(PROVIDED RECORDS Opens)

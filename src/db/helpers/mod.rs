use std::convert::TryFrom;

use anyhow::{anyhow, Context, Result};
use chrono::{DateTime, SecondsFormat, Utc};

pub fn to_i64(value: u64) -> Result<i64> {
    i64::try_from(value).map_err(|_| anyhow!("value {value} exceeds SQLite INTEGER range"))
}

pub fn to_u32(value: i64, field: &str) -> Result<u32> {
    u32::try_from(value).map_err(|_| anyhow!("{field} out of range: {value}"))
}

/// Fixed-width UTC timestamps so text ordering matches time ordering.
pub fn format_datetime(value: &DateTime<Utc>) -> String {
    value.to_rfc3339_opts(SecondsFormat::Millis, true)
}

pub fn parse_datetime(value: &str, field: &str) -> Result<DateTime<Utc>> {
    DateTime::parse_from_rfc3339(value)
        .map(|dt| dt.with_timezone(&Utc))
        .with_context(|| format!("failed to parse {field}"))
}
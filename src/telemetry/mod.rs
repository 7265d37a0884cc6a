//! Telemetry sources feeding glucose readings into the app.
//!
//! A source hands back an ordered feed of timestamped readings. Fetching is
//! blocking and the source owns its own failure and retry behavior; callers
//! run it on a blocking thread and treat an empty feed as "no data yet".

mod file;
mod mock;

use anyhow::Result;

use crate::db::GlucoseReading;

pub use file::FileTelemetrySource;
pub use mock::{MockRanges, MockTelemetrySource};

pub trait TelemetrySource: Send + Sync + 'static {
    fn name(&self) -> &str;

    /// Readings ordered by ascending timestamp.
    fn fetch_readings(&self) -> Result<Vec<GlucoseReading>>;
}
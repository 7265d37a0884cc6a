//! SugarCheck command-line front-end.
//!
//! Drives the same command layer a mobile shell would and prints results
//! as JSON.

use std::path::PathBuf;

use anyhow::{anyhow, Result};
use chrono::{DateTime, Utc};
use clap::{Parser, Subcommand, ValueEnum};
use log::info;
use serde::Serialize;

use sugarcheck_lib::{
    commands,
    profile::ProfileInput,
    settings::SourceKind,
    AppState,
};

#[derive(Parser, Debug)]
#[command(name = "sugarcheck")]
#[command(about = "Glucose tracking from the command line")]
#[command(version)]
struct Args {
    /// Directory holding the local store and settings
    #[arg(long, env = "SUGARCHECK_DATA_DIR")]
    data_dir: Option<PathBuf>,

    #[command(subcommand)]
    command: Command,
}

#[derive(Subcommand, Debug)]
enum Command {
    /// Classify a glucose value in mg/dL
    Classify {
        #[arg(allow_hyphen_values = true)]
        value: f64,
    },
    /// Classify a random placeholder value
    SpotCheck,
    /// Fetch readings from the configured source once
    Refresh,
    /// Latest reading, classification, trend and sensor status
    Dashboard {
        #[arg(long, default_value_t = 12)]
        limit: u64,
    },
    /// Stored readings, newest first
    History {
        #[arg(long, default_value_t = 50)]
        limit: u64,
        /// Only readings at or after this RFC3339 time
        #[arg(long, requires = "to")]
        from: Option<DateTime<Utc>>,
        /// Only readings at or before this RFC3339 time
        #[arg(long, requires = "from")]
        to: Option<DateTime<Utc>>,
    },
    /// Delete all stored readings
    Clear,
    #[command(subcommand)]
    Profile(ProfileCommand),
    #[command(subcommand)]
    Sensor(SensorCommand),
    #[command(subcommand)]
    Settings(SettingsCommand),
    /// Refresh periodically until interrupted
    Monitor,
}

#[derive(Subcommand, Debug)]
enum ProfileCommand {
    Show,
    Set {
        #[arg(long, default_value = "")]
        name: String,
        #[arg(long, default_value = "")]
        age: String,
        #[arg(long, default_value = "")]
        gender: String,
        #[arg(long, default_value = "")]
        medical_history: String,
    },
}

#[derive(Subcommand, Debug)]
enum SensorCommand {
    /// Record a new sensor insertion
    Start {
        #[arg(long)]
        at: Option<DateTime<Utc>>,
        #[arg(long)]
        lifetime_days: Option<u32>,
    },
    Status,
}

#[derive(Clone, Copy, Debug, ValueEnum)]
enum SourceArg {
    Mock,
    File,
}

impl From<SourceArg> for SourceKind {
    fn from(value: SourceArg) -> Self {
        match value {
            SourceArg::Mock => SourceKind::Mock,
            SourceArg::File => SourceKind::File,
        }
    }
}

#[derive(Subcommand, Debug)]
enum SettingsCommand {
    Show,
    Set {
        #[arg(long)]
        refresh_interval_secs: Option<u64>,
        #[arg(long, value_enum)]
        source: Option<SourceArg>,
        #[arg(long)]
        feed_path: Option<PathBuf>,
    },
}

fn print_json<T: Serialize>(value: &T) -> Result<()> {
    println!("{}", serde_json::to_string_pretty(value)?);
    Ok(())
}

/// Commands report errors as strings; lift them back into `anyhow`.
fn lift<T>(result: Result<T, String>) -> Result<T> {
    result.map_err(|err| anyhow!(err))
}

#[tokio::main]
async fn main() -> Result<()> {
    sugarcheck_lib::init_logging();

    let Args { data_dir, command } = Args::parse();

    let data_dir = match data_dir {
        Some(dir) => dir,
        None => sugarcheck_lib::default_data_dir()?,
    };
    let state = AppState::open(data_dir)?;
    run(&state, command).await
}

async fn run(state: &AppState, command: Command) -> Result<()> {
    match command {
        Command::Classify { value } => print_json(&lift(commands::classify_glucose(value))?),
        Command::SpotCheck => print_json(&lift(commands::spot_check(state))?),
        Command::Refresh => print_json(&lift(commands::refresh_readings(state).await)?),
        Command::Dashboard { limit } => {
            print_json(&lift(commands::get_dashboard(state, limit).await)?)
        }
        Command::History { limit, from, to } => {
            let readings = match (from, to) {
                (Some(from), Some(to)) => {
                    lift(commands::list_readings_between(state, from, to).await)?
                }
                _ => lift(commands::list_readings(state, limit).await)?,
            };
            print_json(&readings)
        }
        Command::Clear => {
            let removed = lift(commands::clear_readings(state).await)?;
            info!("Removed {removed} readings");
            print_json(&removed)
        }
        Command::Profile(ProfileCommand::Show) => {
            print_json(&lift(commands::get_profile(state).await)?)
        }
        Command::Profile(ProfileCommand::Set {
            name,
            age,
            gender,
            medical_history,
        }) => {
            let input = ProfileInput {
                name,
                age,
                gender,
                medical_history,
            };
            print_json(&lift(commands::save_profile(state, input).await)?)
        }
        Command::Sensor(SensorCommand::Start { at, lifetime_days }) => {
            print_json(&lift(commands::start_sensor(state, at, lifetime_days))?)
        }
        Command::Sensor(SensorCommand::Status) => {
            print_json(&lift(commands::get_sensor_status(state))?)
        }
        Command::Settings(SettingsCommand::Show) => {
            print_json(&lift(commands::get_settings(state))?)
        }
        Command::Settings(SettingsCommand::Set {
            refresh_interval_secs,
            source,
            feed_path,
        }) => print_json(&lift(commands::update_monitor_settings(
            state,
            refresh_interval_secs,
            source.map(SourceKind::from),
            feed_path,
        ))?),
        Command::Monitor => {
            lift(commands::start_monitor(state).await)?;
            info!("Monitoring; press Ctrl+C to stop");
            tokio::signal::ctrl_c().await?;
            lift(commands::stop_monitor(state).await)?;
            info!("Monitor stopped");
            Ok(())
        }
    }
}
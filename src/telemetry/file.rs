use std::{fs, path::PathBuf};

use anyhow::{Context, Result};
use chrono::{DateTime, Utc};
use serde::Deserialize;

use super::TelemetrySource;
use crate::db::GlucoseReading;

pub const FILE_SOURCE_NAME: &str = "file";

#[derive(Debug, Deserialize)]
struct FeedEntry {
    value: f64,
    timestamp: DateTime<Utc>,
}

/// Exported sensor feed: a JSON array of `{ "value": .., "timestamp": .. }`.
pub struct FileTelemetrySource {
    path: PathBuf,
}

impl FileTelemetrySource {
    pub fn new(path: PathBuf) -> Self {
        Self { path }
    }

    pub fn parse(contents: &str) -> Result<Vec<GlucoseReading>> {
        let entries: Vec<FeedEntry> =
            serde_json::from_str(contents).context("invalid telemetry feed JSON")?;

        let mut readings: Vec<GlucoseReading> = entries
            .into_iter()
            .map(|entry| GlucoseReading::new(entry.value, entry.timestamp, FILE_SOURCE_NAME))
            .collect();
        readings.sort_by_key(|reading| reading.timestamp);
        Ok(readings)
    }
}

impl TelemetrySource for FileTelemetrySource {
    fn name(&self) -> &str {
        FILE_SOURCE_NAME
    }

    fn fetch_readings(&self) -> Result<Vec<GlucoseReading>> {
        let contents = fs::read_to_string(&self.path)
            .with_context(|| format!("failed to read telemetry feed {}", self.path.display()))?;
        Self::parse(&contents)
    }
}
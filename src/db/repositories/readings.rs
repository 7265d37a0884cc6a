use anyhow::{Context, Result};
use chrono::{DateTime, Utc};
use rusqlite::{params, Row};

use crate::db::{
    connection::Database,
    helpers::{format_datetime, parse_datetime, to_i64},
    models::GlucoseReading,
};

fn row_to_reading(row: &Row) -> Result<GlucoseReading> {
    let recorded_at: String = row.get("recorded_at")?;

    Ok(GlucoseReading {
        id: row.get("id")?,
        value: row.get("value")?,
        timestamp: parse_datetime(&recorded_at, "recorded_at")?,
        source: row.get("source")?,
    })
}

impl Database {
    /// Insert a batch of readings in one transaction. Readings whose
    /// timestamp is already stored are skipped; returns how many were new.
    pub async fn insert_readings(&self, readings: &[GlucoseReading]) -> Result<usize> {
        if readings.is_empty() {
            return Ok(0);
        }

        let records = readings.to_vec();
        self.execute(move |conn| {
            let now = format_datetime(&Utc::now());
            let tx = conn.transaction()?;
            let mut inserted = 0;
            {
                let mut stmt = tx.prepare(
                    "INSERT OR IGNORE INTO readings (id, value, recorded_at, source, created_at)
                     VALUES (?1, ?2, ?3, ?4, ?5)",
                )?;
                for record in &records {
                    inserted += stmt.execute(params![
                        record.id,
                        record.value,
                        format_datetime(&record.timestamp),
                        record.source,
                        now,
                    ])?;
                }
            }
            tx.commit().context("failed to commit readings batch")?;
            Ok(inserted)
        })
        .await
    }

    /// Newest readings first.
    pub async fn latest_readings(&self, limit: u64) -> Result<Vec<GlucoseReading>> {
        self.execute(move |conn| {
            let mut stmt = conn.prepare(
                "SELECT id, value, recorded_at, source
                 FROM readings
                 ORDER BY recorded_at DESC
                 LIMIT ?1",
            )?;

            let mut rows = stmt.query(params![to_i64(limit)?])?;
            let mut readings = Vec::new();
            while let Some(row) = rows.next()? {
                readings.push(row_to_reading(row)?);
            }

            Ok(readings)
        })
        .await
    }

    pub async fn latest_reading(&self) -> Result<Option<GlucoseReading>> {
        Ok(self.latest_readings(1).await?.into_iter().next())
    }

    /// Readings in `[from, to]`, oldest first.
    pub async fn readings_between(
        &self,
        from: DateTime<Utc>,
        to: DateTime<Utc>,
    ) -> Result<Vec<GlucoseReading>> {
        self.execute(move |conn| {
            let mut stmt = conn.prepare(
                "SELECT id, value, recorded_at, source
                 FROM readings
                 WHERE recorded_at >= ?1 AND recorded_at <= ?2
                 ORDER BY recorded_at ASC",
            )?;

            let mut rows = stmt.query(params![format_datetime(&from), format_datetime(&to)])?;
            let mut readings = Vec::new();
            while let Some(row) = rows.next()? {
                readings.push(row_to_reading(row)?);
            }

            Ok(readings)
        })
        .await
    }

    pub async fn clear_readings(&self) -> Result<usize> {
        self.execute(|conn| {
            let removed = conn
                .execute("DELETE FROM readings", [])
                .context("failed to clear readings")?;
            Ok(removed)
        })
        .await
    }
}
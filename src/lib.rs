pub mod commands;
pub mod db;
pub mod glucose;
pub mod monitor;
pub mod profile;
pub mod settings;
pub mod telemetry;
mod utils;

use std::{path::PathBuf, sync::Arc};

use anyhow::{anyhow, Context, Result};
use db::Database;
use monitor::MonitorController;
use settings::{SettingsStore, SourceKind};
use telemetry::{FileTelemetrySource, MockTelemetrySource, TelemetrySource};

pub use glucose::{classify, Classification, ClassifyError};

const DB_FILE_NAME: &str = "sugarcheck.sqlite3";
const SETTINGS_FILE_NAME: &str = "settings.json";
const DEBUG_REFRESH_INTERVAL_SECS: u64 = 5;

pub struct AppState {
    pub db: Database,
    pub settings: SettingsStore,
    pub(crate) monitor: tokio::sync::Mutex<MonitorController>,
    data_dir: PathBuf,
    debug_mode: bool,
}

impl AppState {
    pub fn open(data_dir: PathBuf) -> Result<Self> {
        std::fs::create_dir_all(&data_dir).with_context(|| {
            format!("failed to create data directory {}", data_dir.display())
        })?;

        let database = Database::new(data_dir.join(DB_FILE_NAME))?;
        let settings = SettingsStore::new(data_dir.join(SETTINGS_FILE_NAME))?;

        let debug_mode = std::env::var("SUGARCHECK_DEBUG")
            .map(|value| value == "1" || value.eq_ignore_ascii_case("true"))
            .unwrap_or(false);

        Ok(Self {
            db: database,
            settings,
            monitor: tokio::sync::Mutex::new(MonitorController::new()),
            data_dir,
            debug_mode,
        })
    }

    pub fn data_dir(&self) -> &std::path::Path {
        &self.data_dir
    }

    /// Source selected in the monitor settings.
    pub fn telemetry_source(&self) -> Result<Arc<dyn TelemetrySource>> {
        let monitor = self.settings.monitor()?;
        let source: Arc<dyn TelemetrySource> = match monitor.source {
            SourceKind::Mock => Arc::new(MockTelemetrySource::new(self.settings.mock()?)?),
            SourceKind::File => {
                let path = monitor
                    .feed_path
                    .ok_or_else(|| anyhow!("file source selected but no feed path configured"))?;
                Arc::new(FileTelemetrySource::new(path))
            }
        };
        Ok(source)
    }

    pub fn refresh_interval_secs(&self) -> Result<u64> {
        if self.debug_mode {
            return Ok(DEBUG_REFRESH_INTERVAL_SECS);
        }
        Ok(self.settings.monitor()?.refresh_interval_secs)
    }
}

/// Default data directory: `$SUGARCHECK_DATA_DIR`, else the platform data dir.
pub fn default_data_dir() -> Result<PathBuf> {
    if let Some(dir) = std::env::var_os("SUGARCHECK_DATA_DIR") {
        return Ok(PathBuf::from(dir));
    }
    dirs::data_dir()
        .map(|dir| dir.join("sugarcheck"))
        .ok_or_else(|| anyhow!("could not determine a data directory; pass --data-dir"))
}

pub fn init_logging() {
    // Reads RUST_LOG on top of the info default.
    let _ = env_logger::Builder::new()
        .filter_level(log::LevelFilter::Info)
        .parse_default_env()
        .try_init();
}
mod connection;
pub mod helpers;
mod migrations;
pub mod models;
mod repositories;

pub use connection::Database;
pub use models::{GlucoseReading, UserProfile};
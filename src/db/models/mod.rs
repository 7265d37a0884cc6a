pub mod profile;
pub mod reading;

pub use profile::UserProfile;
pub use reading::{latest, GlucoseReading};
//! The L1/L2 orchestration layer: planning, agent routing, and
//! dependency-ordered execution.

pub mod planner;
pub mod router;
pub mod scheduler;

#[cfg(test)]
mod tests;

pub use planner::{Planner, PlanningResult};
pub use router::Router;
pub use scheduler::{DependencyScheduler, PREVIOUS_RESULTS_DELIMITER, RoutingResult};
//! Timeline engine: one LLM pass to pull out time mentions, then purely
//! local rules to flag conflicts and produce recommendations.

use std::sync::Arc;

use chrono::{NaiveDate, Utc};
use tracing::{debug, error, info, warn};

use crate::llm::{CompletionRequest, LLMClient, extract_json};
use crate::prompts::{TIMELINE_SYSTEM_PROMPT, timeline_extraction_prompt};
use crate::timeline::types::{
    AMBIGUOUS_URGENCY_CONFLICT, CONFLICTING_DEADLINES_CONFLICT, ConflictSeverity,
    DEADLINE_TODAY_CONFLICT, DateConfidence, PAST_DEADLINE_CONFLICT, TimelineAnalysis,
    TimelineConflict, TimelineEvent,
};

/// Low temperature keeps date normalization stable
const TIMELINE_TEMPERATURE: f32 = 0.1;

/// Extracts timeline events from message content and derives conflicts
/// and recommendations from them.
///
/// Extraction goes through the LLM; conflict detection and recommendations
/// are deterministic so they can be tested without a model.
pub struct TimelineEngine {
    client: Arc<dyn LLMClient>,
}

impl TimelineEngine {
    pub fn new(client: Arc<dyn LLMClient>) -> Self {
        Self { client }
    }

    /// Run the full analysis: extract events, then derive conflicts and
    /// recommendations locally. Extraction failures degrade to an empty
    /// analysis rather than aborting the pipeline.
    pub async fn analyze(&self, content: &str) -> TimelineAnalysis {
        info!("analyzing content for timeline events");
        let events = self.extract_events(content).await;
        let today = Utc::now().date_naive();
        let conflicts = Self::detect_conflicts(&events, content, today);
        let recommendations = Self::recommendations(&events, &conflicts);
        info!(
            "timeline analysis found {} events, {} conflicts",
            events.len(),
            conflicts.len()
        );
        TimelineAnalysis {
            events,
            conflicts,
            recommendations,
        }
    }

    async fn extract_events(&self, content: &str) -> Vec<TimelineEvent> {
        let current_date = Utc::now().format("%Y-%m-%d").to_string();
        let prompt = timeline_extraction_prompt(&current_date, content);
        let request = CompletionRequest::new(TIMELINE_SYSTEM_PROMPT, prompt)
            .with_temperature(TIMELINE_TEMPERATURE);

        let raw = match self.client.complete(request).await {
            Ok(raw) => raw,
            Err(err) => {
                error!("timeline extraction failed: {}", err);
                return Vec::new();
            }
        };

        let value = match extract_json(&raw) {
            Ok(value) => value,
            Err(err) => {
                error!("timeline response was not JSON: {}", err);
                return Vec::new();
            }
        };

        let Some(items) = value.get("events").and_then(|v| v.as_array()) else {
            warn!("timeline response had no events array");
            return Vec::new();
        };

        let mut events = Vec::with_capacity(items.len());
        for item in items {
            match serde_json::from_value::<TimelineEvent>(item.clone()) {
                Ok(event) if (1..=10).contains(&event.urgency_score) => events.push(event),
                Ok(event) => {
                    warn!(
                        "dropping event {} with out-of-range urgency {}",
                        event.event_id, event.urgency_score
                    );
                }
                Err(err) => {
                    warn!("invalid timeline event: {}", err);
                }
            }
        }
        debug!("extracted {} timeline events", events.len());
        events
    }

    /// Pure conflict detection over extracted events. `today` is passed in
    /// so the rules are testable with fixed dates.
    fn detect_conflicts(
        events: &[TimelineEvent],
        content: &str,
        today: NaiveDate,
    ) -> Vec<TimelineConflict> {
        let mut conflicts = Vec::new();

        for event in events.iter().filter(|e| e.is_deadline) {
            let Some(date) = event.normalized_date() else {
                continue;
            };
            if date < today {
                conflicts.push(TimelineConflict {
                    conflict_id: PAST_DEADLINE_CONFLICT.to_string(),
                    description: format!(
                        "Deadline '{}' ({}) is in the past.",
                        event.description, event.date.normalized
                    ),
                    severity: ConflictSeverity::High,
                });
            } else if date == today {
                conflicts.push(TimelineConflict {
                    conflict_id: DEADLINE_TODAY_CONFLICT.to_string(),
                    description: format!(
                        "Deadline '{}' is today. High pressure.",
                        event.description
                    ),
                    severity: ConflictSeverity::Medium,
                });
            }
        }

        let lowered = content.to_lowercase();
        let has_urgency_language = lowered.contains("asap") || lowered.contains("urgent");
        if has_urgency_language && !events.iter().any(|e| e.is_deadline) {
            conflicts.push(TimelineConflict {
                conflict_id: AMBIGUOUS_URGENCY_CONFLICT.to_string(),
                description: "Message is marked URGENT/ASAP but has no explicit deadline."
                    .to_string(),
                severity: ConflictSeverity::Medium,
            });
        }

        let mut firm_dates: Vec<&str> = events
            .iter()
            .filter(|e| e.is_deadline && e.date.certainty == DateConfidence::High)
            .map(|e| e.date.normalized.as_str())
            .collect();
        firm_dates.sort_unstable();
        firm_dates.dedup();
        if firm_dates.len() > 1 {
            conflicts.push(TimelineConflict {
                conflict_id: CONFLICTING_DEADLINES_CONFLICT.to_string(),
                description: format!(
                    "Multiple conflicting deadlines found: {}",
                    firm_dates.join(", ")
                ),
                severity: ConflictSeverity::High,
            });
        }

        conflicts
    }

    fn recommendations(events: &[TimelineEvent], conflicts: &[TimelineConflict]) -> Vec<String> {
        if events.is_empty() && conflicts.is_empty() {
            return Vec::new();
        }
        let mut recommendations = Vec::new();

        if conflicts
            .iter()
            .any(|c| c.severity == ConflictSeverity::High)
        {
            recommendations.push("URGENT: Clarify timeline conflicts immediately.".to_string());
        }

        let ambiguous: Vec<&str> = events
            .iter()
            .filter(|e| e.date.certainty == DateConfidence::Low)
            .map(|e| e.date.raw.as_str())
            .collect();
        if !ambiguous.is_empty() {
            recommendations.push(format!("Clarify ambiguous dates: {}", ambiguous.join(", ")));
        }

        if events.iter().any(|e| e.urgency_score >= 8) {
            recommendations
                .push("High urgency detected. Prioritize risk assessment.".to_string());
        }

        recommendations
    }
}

(PROVIDED RECORDS Closes)

▶ **WHAT YOU HAVE TO DO**: Retype the records above exactly, from their first line through the line that contains "matches time ordering.", and stop there.

▶ **EXERCISE OUTPUT**:
filename src/db/helpers/mod.rs
use std::convert::TryFrom;

use anyhow::{anyhow, Context, Result};
use chrono::{DateTime, SecondsFormat, Utc};

pub fn to_i64(value: u64) -> Result<i64> {
    i64::try_from(value).map_err(|_| anyhow!("value {value} exceeds SQLite INTEGER range"))
}

pub fn to_u32(value: i64, field: &str) -> Result<u32> {
    u32::try_from(value).map_err(|_| anyhow!("{field} out of range: {value}"))
}

/// Fixed-width UTC timestamps so text ordering matches time ordering.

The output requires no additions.